» **What is needed**
Go to the line in the entries below that holds "pub struct ResultsReport" and repeat exactly from there through the line that holds "pub fn ratio(&self)", inclusive.

» **Collected data entries**
....................

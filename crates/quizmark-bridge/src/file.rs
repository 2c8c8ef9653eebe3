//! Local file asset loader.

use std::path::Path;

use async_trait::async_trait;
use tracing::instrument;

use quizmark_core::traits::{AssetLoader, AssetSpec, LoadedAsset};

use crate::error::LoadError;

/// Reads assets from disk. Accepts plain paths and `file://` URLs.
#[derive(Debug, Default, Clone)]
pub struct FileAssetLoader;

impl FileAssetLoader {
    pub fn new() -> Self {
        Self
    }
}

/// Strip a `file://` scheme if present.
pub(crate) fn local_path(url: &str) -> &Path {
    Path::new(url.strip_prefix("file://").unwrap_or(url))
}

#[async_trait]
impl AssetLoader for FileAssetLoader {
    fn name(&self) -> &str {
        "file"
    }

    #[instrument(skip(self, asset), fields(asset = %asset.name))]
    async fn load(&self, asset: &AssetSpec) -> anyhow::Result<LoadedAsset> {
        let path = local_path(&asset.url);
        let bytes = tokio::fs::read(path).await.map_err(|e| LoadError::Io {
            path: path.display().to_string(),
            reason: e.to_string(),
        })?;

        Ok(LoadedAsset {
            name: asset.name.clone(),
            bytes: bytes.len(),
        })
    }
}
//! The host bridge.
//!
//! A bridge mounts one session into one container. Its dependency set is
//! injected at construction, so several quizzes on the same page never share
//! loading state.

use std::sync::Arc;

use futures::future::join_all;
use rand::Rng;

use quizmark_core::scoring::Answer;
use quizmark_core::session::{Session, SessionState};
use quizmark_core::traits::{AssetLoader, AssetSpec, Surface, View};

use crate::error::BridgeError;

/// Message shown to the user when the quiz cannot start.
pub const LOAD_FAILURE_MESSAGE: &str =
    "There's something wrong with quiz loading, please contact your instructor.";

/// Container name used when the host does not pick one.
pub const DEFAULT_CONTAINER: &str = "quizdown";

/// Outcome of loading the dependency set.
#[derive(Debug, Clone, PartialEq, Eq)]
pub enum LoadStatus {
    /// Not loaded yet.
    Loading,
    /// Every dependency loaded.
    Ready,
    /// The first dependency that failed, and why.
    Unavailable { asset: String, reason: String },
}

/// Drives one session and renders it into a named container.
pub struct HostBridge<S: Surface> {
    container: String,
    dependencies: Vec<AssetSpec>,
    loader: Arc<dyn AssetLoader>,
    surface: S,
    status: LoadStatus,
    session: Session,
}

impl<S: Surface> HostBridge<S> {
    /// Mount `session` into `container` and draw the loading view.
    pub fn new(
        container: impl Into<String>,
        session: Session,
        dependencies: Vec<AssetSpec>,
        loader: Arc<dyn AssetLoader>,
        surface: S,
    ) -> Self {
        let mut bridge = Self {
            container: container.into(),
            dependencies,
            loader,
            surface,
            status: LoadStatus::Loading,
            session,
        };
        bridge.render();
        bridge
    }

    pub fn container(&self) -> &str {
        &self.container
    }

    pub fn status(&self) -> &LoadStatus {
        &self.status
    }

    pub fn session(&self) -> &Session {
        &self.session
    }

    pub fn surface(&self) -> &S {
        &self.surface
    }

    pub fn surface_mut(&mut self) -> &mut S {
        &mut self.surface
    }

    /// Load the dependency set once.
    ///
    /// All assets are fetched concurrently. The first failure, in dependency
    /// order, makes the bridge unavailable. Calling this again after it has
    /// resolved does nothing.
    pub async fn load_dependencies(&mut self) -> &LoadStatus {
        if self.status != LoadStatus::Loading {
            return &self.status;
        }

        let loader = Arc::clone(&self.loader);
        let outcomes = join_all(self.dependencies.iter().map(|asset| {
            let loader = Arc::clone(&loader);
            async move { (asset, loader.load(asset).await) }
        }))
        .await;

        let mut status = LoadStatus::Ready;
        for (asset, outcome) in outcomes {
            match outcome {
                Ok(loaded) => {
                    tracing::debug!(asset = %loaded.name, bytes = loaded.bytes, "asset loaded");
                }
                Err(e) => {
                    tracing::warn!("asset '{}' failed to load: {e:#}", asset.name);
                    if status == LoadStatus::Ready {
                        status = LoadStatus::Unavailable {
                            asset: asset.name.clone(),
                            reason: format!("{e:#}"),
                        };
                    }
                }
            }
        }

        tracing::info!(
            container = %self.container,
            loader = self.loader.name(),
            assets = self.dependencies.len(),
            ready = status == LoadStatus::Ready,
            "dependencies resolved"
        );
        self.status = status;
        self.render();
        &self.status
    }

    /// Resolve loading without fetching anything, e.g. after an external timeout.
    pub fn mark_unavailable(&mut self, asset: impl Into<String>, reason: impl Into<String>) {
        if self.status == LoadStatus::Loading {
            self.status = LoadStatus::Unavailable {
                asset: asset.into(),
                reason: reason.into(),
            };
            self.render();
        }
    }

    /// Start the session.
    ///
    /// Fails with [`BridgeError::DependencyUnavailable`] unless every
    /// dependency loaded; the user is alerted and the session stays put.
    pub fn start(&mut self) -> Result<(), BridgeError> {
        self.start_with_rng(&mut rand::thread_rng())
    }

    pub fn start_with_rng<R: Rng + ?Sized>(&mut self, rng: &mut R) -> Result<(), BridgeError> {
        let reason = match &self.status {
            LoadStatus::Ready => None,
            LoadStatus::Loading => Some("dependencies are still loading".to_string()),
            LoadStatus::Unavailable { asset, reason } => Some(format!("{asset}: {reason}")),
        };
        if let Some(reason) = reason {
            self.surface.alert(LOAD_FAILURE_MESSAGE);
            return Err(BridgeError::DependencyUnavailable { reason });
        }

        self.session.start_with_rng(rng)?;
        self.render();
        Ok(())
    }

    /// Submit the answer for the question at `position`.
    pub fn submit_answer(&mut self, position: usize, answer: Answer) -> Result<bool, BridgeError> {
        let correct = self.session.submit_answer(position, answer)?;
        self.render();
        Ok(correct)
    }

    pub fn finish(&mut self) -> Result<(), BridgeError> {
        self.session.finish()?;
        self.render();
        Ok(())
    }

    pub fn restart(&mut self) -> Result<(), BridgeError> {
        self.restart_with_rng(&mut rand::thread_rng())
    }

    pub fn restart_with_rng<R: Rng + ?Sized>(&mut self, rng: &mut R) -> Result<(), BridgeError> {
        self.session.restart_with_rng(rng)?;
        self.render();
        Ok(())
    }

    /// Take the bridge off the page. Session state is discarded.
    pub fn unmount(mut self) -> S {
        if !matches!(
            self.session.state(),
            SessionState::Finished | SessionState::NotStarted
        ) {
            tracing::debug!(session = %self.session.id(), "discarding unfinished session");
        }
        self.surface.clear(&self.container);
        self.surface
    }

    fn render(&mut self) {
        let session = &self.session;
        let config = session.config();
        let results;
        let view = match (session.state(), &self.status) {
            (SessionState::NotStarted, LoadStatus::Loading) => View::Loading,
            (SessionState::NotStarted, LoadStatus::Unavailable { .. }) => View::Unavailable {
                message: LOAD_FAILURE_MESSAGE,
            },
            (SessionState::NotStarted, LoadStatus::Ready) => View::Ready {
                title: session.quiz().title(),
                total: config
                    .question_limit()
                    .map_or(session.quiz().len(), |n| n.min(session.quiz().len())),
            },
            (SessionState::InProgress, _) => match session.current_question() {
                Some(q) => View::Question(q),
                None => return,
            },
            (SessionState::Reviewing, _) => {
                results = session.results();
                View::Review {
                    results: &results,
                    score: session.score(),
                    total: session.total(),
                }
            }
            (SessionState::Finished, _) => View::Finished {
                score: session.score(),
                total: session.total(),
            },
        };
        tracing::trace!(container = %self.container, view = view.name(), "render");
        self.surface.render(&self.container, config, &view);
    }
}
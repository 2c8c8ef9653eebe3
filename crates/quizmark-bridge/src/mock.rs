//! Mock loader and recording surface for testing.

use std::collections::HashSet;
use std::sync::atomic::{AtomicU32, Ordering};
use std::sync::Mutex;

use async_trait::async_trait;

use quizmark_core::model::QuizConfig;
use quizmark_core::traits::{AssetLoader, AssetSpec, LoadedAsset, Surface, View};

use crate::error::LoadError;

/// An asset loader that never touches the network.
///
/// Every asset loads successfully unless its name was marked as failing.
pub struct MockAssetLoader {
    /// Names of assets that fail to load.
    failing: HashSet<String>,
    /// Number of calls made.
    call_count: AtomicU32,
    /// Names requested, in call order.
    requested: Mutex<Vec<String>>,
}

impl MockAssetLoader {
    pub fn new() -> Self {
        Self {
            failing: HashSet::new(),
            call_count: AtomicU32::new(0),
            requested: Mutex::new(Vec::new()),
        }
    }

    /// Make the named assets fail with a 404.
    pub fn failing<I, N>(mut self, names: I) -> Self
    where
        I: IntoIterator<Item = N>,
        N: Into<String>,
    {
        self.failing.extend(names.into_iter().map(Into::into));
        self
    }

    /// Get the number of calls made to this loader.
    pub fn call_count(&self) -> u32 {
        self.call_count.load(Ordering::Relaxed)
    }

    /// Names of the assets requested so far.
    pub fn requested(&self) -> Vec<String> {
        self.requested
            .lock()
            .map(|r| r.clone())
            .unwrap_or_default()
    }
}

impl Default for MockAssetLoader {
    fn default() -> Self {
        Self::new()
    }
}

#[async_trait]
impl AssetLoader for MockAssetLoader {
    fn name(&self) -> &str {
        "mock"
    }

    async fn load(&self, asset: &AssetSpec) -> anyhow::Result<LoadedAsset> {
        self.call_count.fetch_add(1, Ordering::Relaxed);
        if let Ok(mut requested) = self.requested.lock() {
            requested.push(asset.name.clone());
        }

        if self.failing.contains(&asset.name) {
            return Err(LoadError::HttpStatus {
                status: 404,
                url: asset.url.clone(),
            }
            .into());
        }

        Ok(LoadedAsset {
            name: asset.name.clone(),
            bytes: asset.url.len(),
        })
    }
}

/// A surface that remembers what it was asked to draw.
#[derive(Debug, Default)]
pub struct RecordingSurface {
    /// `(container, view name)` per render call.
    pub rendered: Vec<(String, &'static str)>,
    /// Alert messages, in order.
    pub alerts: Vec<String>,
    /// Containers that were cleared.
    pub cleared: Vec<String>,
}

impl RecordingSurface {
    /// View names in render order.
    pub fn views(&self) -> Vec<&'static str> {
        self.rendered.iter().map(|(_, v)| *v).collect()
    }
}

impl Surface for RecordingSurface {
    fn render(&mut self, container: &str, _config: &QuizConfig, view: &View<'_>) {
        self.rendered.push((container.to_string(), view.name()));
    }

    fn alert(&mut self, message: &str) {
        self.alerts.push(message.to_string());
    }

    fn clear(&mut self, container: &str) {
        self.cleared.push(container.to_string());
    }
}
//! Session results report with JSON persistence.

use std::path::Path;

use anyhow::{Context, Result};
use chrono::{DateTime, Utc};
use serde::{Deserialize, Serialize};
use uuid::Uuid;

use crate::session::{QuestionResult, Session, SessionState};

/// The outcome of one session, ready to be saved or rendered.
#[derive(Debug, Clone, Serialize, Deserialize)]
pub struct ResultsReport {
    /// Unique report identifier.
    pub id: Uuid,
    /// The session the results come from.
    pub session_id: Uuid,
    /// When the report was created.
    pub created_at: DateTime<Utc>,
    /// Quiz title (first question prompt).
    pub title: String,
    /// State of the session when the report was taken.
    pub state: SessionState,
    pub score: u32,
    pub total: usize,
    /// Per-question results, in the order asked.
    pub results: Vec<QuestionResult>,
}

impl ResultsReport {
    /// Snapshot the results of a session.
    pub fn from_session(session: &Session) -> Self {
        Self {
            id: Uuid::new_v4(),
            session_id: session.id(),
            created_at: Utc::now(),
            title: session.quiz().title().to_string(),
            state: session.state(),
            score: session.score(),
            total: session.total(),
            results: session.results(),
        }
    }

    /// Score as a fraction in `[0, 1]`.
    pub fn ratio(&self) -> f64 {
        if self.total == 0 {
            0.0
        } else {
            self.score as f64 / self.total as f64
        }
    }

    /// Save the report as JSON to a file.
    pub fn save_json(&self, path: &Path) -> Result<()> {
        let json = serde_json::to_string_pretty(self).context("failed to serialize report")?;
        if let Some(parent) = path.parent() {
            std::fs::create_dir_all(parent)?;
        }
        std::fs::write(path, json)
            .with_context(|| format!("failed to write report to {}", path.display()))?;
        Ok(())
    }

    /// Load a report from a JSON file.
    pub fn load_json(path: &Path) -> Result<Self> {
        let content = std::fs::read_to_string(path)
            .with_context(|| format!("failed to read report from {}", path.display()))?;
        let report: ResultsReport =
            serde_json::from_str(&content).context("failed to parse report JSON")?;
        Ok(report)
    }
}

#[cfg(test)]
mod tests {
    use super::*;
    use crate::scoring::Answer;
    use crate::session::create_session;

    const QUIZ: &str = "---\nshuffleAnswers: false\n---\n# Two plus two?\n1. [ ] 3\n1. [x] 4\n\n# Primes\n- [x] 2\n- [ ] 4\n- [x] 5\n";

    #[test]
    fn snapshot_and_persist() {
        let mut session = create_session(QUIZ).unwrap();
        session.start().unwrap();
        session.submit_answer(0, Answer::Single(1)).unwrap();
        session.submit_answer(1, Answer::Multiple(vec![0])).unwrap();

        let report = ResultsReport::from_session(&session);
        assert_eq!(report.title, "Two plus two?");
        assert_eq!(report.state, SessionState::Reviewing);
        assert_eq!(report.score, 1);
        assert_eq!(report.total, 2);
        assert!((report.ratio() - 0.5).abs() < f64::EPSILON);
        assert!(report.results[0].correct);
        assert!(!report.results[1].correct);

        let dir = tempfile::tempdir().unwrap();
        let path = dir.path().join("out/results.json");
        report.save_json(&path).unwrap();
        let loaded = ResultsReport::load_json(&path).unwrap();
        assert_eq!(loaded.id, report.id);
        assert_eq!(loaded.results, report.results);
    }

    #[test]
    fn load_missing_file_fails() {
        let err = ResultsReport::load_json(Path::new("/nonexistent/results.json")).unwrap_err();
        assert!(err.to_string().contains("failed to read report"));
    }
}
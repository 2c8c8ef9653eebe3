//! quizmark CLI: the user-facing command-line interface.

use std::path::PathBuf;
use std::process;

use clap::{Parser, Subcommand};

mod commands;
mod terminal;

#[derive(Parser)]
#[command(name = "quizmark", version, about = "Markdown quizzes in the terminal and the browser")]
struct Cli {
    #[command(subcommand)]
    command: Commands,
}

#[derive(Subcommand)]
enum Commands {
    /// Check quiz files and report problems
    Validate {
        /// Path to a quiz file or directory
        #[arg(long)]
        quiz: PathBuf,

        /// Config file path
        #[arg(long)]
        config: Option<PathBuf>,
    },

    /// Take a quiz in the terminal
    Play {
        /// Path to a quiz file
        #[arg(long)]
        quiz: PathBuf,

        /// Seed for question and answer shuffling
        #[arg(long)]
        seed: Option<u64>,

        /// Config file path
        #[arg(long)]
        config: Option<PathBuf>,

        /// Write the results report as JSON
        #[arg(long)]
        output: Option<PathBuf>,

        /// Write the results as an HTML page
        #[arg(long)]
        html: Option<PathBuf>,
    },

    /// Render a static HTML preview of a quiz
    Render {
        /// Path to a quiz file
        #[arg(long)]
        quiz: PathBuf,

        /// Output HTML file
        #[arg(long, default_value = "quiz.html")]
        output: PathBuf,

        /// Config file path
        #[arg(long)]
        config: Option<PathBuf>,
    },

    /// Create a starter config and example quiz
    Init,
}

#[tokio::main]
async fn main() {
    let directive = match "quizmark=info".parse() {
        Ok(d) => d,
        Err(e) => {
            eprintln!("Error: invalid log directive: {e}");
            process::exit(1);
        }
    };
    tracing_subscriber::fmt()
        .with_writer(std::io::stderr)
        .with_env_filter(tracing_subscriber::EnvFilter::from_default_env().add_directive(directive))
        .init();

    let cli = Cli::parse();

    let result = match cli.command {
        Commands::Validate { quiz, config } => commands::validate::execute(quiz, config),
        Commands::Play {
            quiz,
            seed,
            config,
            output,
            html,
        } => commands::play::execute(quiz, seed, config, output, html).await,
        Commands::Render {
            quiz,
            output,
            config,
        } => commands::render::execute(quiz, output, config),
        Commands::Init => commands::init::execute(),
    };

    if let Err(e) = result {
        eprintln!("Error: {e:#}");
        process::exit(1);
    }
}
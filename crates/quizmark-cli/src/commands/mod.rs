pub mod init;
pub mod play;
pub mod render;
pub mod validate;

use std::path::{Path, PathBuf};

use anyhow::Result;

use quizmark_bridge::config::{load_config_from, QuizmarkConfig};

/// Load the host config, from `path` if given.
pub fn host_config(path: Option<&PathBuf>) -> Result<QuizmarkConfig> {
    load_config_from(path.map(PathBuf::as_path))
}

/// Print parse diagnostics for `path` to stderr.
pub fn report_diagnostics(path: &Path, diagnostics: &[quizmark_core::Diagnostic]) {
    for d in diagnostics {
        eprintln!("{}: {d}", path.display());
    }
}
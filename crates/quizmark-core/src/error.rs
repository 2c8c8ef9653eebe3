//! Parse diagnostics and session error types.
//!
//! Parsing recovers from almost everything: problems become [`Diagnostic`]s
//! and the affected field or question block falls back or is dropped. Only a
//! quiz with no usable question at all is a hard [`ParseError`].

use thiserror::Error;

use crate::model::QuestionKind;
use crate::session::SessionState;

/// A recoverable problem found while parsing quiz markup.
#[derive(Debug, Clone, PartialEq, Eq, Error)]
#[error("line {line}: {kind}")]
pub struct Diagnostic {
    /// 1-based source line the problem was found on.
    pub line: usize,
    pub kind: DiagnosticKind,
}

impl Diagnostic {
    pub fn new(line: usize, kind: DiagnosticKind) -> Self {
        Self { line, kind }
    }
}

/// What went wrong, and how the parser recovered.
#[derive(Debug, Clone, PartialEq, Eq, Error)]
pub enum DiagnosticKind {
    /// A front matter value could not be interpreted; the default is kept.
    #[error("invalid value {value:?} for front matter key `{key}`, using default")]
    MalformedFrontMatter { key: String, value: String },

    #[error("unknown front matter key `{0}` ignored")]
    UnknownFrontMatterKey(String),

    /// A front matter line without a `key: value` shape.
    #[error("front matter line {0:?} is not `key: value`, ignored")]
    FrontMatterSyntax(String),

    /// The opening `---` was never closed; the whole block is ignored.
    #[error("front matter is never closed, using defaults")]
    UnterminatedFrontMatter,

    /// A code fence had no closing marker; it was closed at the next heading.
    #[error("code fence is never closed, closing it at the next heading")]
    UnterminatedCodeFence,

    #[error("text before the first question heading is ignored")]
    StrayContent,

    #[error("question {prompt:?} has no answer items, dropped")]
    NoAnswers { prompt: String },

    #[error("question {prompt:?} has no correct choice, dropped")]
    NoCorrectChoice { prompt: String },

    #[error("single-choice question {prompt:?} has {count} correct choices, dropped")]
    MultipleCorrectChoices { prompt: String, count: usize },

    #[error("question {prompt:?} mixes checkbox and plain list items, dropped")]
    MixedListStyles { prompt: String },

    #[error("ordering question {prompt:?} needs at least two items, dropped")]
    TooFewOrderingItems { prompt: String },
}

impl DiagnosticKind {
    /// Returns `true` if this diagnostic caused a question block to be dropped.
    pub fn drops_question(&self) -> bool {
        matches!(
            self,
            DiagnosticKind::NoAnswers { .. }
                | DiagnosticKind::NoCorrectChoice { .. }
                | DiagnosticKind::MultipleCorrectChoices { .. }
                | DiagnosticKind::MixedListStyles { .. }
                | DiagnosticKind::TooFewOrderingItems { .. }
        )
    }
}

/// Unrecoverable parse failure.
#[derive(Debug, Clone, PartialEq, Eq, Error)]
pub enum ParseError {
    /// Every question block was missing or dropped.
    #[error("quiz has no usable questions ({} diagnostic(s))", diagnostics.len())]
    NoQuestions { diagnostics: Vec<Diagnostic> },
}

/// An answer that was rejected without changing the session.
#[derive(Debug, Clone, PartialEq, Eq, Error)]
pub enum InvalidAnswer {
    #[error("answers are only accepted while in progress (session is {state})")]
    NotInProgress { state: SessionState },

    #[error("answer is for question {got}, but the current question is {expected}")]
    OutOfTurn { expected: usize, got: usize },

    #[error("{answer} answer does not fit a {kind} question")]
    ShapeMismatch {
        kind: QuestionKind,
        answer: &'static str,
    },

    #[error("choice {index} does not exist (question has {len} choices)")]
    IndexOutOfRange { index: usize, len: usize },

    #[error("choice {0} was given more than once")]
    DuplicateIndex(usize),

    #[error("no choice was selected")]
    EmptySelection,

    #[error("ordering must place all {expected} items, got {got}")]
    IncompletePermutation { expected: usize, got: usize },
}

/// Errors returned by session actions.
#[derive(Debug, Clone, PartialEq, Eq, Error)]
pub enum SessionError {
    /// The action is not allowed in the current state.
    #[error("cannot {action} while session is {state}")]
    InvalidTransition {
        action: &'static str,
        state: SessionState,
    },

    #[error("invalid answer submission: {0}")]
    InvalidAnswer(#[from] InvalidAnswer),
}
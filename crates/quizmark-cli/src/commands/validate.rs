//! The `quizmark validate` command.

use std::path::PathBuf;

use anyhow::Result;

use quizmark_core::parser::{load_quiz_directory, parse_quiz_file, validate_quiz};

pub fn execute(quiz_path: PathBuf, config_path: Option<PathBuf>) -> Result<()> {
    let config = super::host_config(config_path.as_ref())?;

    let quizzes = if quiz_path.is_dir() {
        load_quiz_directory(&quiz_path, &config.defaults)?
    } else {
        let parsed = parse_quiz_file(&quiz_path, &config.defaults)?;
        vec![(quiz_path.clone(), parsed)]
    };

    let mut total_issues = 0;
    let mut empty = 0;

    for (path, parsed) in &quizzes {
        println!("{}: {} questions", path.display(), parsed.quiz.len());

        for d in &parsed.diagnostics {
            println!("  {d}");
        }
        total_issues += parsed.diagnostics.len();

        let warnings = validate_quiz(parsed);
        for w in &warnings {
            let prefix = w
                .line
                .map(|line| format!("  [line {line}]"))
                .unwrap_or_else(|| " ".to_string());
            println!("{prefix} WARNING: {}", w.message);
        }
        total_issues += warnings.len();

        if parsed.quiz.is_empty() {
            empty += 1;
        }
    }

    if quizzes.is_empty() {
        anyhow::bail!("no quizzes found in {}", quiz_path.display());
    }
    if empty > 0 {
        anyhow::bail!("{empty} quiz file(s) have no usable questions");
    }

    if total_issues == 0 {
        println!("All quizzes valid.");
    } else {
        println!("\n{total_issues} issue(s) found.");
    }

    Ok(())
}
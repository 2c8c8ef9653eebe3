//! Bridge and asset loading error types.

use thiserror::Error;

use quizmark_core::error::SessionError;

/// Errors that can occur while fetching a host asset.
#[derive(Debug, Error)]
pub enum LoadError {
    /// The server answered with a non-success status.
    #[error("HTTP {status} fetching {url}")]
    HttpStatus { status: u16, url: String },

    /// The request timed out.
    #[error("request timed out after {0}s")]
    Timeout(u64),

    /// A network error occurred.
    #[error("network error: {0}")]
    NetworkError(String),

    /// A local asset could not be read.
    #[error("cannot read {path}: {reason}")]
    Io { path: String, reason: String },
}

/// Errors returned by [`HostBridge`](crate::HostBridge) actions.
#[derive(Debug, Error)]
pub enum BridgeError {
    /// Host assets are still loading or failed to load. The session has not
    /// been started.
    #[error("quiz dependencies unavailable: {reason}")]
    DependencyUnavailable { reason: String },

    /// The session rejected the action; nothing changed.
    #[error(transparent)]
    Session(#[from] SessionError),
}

....................

» **Exercise output**
pub struct ResultsReport {
    /// Unique report identifier.
    pub id: Uuid,
    /// The session the results come from.
    pub session_id: Uuid,
    /// When the report was created.
    pub created_at: DateTime<Utc>,
    /// Quiz title (first question prompt).
    pub title: String,
    /// State of the session when the report was taken.
    pub state: SessionState,
    pub score: u32,
    pub total: usize,
    /// Per-question results, in the order asked.
    pub results: Vec<QuestionResult>,
}

impl ResultsReport {
    /// Snapshot the results of a session.
    pub fn from_session(session: &Session) -> Self {
        Self {
            id: Uuid::new_v4(),
            session_id: session.id(),
            created_at: Utc::now(),
            title: session.quiz().title().to_string(),
            state: session.state(),
            score: session.score(),
            total: session.total(),
            results: session.results(),
        }
    }

    /// Score as a fraction in `[0, 1]`.
    pub fn ratio(&self) -> f64 {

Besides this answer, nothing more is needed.